Maybe in error, but never in silence

Existence and visibility is political. I came out as a queer man the day my fellow Californians voted to make same-sex marriage illegal, and my identity as a person with disabilities and chronic illness came into focus amid the COVID-19 pandemic. So when I see other people being marginalized, I feel compelled to learn and speak up.

A consequence of a bias toward action is that, inevitably, I make people uncomfortable and sometimes I get things wrong in form or substance.

As someone with Palestinian and Jewish friends of varying political persuasions, right now I see that all of them are hurting. They are traumatized by historical, recent, and ongoing violence, and at the same time they are coping with a rising tide of bigotry.

I don’t know if I’ve got “the right” take on things. Unlike the late great U.S. Supreme Court Justice Sandra Day O’Connor, who lived by the motto, “Maybe in error, but never in doubt,” I am riddled with doubt. But here’s what I do know: silence is not an option. Silence serves the status quo, and there are vanishingly few places where the status quo is acceptable. And as a white cisgender dude I can afford to speak up.

So, to the matter at hand: I have been speaking up on the situation in Israel and Gaza.

I worship at the altar of life, I view rights as going hand-in-hand with responsibilities, and I believe we have an obligation to break destructive patterns. Given those principles, I’ve felt obligated to both call for a return of hostages as well as for a ceasefire, for truth and reconciliation, and for a new logic that would see Palestinian and Israeli people living in a peaceful, prosperous coexistence.

You may or may not agree with me, and that’s OK. I hope, though, that my approach and my track record make it clear: when you and your community are suffering injustice, I will not stand idly by.

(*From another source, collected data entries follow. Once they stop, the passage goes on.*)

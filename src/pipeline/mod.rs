// src/pipeline/mod.rs
//! Delivery pipeline
//!
//! Everything between `send_data` and the collection endpoint:
//!
//! - **Queue**: live report-item deque (FIFO, immediate items jump the head)
//! - **Sender**: sampling gate, periodic scheduler, batch flush, eager drain,
//!   retry/backoff, archival, online/offline handling, teardown flush
//! - **Transport**: gzip JSON envelope, beacon-vs-request selection
//! - **Offline**: durable single-key persistence of undelivered items
//! - **Click Batch**: debounced side channel for enriched click records
//!
//! ```text
//! send_data() → sampling → Queue → scheduler tick → flush batch
//!                                       │               │
//!                                       │          Transport (gzip)
//!                                       │            ok │ fail
//!                                       │   eager drain ◄┴► retry/backoff
//!                                       │                      │ exhausted
//!                                       └──────────── OfflineStore
//! ```

pub mod click_batch;
pub mod offline;
pub mod queue;
pub mod sender;
pub mod transport;

pub use click_batch::ClickBatcher;
pub use offline::{FileOfflineStore, MemoryOfflineStore, OfflineStore};
pub use queue::ReportQueue;
pub use sender::{Sender, SenderStats};
pub use transport::{HttpTransport, Transport, BEACON_MAX_BYTES};
#[cfg(test)]
pub use transport::MockTransport;

use serde::{Deserialize, Serialize};

/// Telemetry payload, discriminated by report category.
#[derive(Debug, Clone, Serialize, Deserialize)]
#[serde(tag = "type", content = "payload", rename_all = "lowercase")]
pub enum ReportPayload {
    Error(serde_json::Value),
    Performance(serde_json::Value),
    Behavior(serde_json::Value),
    Custom(serde_json::Value),
}

impl ReportPayload {
    pub fn category(&self) -> &'static str {
        match self {
            ReportPayload::Error(_) => "error",
            ReportPayload::Performance(_) => "performance",
            ReportPayload::Behavior(_) => "behavior",
            ReportPayload::Custom(_) => "custom",
        }
    }
}

/// One unit of telemetry awaiting delivery.
///
/// An item is in exactly one place at a time: the live queue, an in-flight
/// batch, or the offline archive. `retry_count` only ever increases.
#[derive(Debug, Clone, Serialize, Deserialize)]
#[serde(rename_all = "camelCase")]
pub struct ReportItem {
    pub id: String,
    #[serde(flatten)]
    pub payload: ReportPayload,
    pub sub_type: String,
    pub timestamp_ms: u64,
    pub is_immediate: bool,
    pub retry_count: u32,
}

/// App/device/session metadata attached to every envelope.
#[derive(Debug, Clone, Serialize, Deserialize)]
#[serde(rename_all = "camelCase")]
pub struct BaseInfo {
    pub app_name: String,
    pub app_code: String,
    pub app_version: String,
    #[serde(skip_serializing_if = "Option::is_none")]
    pub user_uuid: Option<String>,
    pub sdk_version: String,
    pub session_id: String,
    pub page_url: String,
    /// Envelope send time (epoch milliseconds)
    pub send_time: u64,
}

/// Wire envelope: the batch plus its base info, gzip-compressed on the wire.
#[derive(Debug, Serialize)]
#[serde(rename_all = "camelCase")]
pub struct Envelope<'a> {
    pub data_queue: &'a [ReportItem],
    pub base_info: &'a BaseInfo,
}

#[cfg(test)]
mod tests {
    use super::*;
    use serde_json::json;

    #[test]
    fn test_report_item_wire_shape() {
        let item = ReportItem {
            id: "01H".to_string(),
            payload: ReportPayload::Error(json!({"message": "boom"})),
            sub_type: "console".to_string(),
            timestamp_ms: 42,
            is_immediate: true,
            retry_count: 0,
        };

        let value = serde_json::to_value(&item).unwrap();
        assert_eq!(value["type"], "error");
        assert_eq!(value["payload"]["message"], "boom");
        assert_eq!(value["subType"], "console");
        assert_eq!(value["isImmediate"], true);

        let back: ReportItem = serde_json::from_value(value).unwrap();
        assert_eq!(back.payload.category(), "error");
    }

    #[test]
    fn test_envelope_keys_are_camel_case() {
        let base_info = BaseInfo {
            app_name: "shop".to_string(),
            app_code: "shop-web".to_string(),
            app_version: "1.2.3".to_string(),
            user_uuid: None,
            sdk_version: "0.1.0".to_string(),
            session_id: "sess_1".to_string(),
            page_url: "https://app.example.com/".to_string(),
            send_time: 7,
        };
        let envelope = Envelope {
            data_queue: &[],
            base_info: &base_info,
        };

        let value = serde_json::to_value(&envelope).unwrap();
        assert!(value.get("dataQueue").is_some());
        assert_eq!(value["baseInfo"]["appName"], "shop");
        assert_eq!(value["baseInfo"]["sendTime"], 7);
    }
}
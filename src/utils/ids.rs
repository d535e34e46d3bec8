// src/utils/ids.rs
//! ULID-based identifier generation for report items, behavior events,
//! and sessions.

use ulid::Ulid;

/// Generate a unique id for a report item or behavior event.
pub fn new_id() -> String {
    Ulid::new().to_string()
}

/// Generate a session id, minted once per SDK instance.
pub fn session_id() -> String {
    format!("sess_{}", Ulid::new())
}
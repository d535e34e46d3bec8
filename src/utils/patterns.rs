// src/utils/patterns.rs
//! Ignore-list pattern matching
//!
//! Used by the console/error taps (`ignore_errors`) and the network tap
//! (`ignore_request`). Patterns are plain substrings; a leading or trailing
//! `*` anchors the match to the end or start of the candidate.

/// Returns true when `candidate` matches `pattern`.
pub fn matches(pattern: &str, candidate: &str) -> bool {
    match (pattern.strip_prefix('*'), pattern.strip_suffix('*')) {
        (Some(rest), None) => candidate.ends_with(rest),
        (None, Some(rest)) => candidate.starts_with(rest),
        (Some(_), Some(_)) => {
            let inner = &pattern[1..pattern.len() - 1];
            inner.is_empty() || candidate.contains(inner)
        }
        (None, None) => candidate.contains(pattern),
    }
}

/// Returns true when `candidate` matches any pattern in the list.
pub fn matches_any(patterns: &[String], candidate: &str) -> bool {
    patterns.iter().any(|p| matches(p, candidate))
}
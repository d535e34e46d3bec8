// src/host/element.rs
//! DOM-like element tree used by click dispatch and enrichment
//!
//! The host runtime hands the click tap the clicked element; ancestry walks,
//! selector matching, and structural-path building all run against this type.

use std::collections::BTreeMap;
use std::sync::Arc;

/// One node in the host's element tree.
#[derive(Debug, Clone, Default)]
pub struct Element {
    pub tag: String,
    pub id: Option<String>,
    pub classes: Vec<String>,
    pub attributes: BTreeMap<String, String>,
    pub text: Option<String>,
    pub parent: Option<Arc<Element>>,
}

impl Element {
    pub fn new(tag: impl Into<String>) -> Self {
        Self {
            tag: tag.into(),
            ..Self::default()
        }
    }

    pub fn with_id(mut self, id: impl Into<String>) -> Self {
        self.id = Some(id.into());
        self
    }

    pub fn with_class(mut self, class: impl Into<String>) -> Self {
        self.classes.push(class.into());
        self
    }

    pub fn with_attr(mut self, name: impl Into<String>, value: impl Into<String>) -> Self {
        self.attributes.insert(name.into(), value.into());
        self
    }

    pub fn with_text(mut self, text: impl Into<String>) -> Self {
        self.text = Some(text.into());
        self
    }

    pub fn with_parent(mut self, parent: Arc<Element>) -> Self {
        self.parent = Some(parent);
        self
    }

    pub fn attr(&self, name: &str) -> Option<&str> {
        self.attributes.get(name).map(String::as_str)
    }

    /// Match a simple selector: `tag`, `#id`, or `.class`.
    pub fn matches_selector(&self, selector: &str) -> bool {
        if let Some(id) = selector.strip_prefix('#') {
            self.id.as_deref() == Some(id)
        } else if let Some(class) = selector.strip_prefix('.') {
            self.classes.iter().any(|c| c == class)
        } else {
            self.tag.eq_ignore_ascii_case(selector)
        }
    }

    /// Walk from this element up through its ancestors, self first.
    pub fn ancestors(self: &Arc<Self>) -> impl Iterator<Item = Arc<Element>> {
        std::iter::successors(Some(Arc::clone(self)), |el| el.parent.clone())
    }

    /// Nearest element (self or ancestor) satisfying the predicate.
    pub fn closest(
        self: &Arc<Self>,
        predicate: impl Fn(&Element) -> bool,
    ) -> Option<Arc<Element>> {
        self.ancestors().find(|el| predicate(el))
    }

    /// One structural-path segment: `tag#id`, `tag.class-list`, or `tag`.
    pub fn descriptor(&self) -> String {
        if let Some(id) = &self.id {
            format!("{}#{}", self.tag, id)
        } else if !self.classes.is_empty() {
            format!("{}.{}", self.tag, self.classes.join("."))
        } else {
            self.tag.clone()
        }
    }

    /// Structural path from this element upward, excluding `body` and above.
    pub fn path_to_body(self: &Arc<Self>) -> Vec<String> {
        self.ancestors()
            .take_while(|el| !el.tag.eq_ignore_ascii_case("body"))
            .map(|el| el.descriptor())
            .collect()
    }
}
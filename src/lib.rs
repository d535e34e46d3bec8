// src/lib.rs
//! Traceline: client-side telemetry SDK
//!
//! Observes a host application (network calls, console errors, navigation,
//! lifecycle events, clicks) and delivers what it sees to a collection
//! endpoint, batched, sampled, and resilient to connectivity loss.
//!
//! # Architecture
//!
//! - **host**: explicit host runtime model with replaceable API slots
//! - **interception**: reversible taps over the host's slots and events
//! - **bus**: synchronous event dispatch between taps and consumers
//! - **behavior**: bounded, age-limited behavior streams
//! - **pipeline**: queue, sampling, batching, retry, offline persistence,
//!   transport selection, and the click side channel
//! - **plugin / sdk**: plugin contract and the assembled instance
//! - **config**: everything the embedding application can tune
//! - **utils**: errors, ids, clock, pattern matching

pub mod behavior;
pub mod bus;
pub mod config;
pub mod host;
pub mod interception;
pub mod pipeline;
pub mod plugin;
pub mod sdk;
pub mod utils;

// Re-export commonly used types
pub use config::{BehaviorConfig, ClickConfig, SdkConfig};
pub use interception::TapKind;
pub use pipeline::ReportPayload;
pub use plugin::{BehaviorPlugin, Plugin};
pub use sdk::{Facade, Sdk};
pub use utils::errors::{Result, SdkError};

// Version information
pub const VERSION: &str = env!("CARGO_PKG_VERSION");

#[cfg(test)]
mod tests {
    use super::*;

    #[test]
    fn test_version() {
        assert!(!VERSION.is_empty());
    }
}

So if you think I’ve gotten something wrong, I want to know. And if you think I’m being silent when I should be speaking up, I want to know.

After all, it is only through mutual support and cross-movement solidarity that we can usher in a world that is better than the one we inherited.


The header image I chose for this is a quotation from US Supreme Court Justice Hugo Black’s dissent in Federal Power Commission v. Tuscarora Indian Nation. Far from seeing myself as a “great man,” I chose this image because I am indeed making a promise and I believe there are things we can learn from how North America’s first peoples were mistreated that apply to the ongoing crisis.